Material for this task Block Start
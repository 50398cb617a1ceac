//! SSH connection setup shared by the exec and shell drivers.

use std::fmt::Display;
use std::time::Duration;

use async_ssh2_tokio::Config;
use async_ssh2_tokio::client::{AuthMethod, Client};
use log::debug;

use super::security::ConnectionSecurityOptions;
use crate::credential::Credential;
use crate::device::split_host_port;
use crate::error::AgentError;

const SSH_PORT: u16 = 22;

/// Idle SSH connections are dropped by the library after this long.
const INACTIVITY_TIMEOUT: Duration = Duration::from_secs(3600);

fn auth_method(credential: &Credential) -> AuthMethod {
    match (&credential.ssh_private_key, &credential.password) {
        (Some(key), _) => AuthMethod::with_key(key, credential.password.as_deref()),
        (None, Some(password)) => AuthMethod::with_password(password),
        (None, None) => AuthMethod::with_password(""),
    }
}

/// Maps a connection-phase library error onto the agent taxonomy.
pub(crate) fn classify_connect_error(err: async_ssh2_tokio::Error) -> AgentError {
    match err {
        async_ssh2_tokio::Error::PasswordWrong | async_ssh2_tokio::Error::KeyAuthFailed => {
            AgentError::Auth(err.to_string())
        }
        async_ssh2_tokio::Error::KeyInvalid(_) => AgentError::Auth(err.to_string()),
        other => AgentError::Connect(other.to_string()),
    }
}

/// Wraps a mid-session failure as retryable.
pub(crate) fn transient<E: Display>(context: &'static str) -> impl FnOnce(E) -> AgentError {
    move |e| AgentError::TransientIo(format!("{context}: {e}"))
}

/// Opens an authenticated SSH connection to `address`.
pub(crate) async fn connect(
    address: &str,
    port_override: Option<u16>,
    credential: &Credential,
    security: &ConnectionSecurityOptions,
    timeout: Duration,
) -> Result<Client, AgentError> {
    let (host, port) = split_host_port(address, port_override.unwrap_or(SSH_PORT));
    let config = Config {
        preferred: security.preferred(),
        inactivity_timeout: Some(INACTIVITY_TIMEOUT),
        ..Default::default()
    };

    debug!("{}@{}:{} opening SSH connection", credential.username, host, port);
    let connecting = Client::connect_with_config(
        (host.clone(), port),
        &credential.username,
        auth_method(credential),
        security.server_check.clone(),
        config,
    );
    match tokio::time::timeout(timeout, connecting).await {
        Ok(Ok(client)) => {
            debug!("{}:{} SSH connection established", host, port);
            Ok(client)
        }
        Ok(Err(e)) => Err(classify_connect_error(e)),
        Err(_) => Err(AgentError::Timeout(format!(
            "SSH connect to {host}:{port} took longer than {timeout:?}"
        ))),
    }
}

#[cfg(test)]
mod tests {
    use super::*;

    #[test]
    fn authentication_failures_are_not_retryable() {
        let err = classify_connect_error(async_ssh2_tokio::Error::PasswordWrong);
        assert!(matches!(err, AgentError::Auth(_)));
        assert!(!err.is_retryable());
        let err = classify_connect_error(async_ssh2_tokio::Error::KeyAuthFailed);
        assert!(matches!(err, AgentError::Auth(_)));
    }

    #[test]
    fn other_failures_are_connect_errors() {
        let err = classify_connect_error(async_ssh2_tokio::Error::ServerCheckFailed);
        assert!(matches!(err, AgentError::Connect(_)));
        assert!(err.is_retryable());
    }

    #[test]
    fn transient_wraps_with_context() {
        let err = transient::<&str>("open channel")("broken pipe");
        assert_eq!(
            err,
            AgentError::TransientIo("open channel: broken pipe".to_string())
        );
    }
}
Material for this task Block End
- [Exercise]
Your output should match the records above word for word.

- [The completed task]
repository 50398cb617a1ceac
//! SSH connection setup shared by the exec and shell drivers.

use std::fmt::Display;
use std::time::Duration;

use async_ssh2_tokio::Config;
use async_ssh2_tokio::client::{AuthMethod, Client};
use log::debug;

use super::security::ConnectionSecurityOptions;
use crate::credential::Credential;
use crate::device::split_host_port;
use crate::error::AgentError;

const SSH_PORT: u16 = 22;

/// Idle SSH connections are dropped by the library after this long.
const INACTIVITY_TIMEOUT: Duration = Duration::from_secs(3600);

fn auth_method(credential: &Credential) -> AuthMethod {
    match (&credential.ssh_private_key, &credential.password) {
        (Some(key), _) => AuthMethod::with_key(key, credential.password.as_deref()),
        (None, Some(password)) => AuthMethod::with_password(password),
        (None, None) => AuthMethod::with_password(""),
    }
}

/// Maps a connection-phase library error onto the agent taxonomy.
pub(crate) fn classify_connect_error(err: async_ssh2_tokio::Error) -> AgentError {
    match err {
        async_ssh2_tokio::Error::PasswordWrong | async_ssh2_tokio::Error::KeyAuthFailed => {
            AgentError::Auth(err.to_string())
        }
        async_ssh2_tokio::Error::KeyInvalid(_) => AgentError::Auth(err.to_string()),
        other => AgentError::Connect(other.to_string()),
    }
}

/// Wraps a mid-session failure as retryable.
pub(crate) fn transient<E: Display>(context: &'static str) -> impl FnOnce(E) -> AgentError {
    move |e| AgentError::TransientIo(format!("{context}: {e}"))
}

/// Opens an authenticated SSH connection to `address`.
pub(crate) async fn connect(
    address: &str,
    port_override: Option<u16>,
    credential: &Credential,
    security: &ConnectionSecurityOptions,
    timeout: Duration,
) -> Result<Client, AgentError> {
    let (host, port) = split_host_port(address, port_override.unwrap_or(SSH_PORT));
    let config = Config {
        preferred: security.preferred(),
        inactivity_timeout: Some(INACTIVITY_TIMEOUT),
        ..Default::default()
    };

    debug!("{}@{}:{} opening SSH connection", credential.username, host, port);
    let connecting = Client::connect_with_config(
        (host.clone(), port),
        &credential.username,
        auth_method(credential),
        security.server_check.clone(),
        config,
    );
    match tokio::time::timeout(timeout, connecting).await {
        Ok(Ok(client)) => {
            debug!("{}:{} SSH connection established", host, port);
            Ok(client)
        }
        Ok(Err(e)) => Err(classify_connect_error(e)),
        Err(_) => Err(AgentError::Timeout(format!(
            "SSH connect to {host}:{port} took longer than {timeout:?}"
        ))),
    }
}

#[cfg(test)]
mod tests {
    use super::*;

    #[test]
    fn authentication_failures_are_not_retryable() {
        let err = classify_connect_error(async_ssh2_tokio::Error::PasswordWrong);
        assert!(matches!(err, AgentError::Auth(_)));
        assert!(!err.is_retryable());
        let err = classify_connect_error(async_ssh2_tokio::Error::KeyAuthFailed);
        assert!(matches!(err, AgentError::Auth(_)));
    }

    #[test]
    fn other_failures_are_connect_errors() {
        let err = classify_connect_error(async_ssh2_tokio::Error::ServerCheckFailed);
        assert!(matches!(err, AgentError::Connect(_)));
        assert!(err.is_retryable());
    }

    #[test]
    fn transient_wraps_with_context() {
        let err = transient::<&str>("open channel")("broken pipe");
        assert_eq!(
            err,
            AgentError::TransientIo("open channel: broken pipe".to_string())
        );
    }
}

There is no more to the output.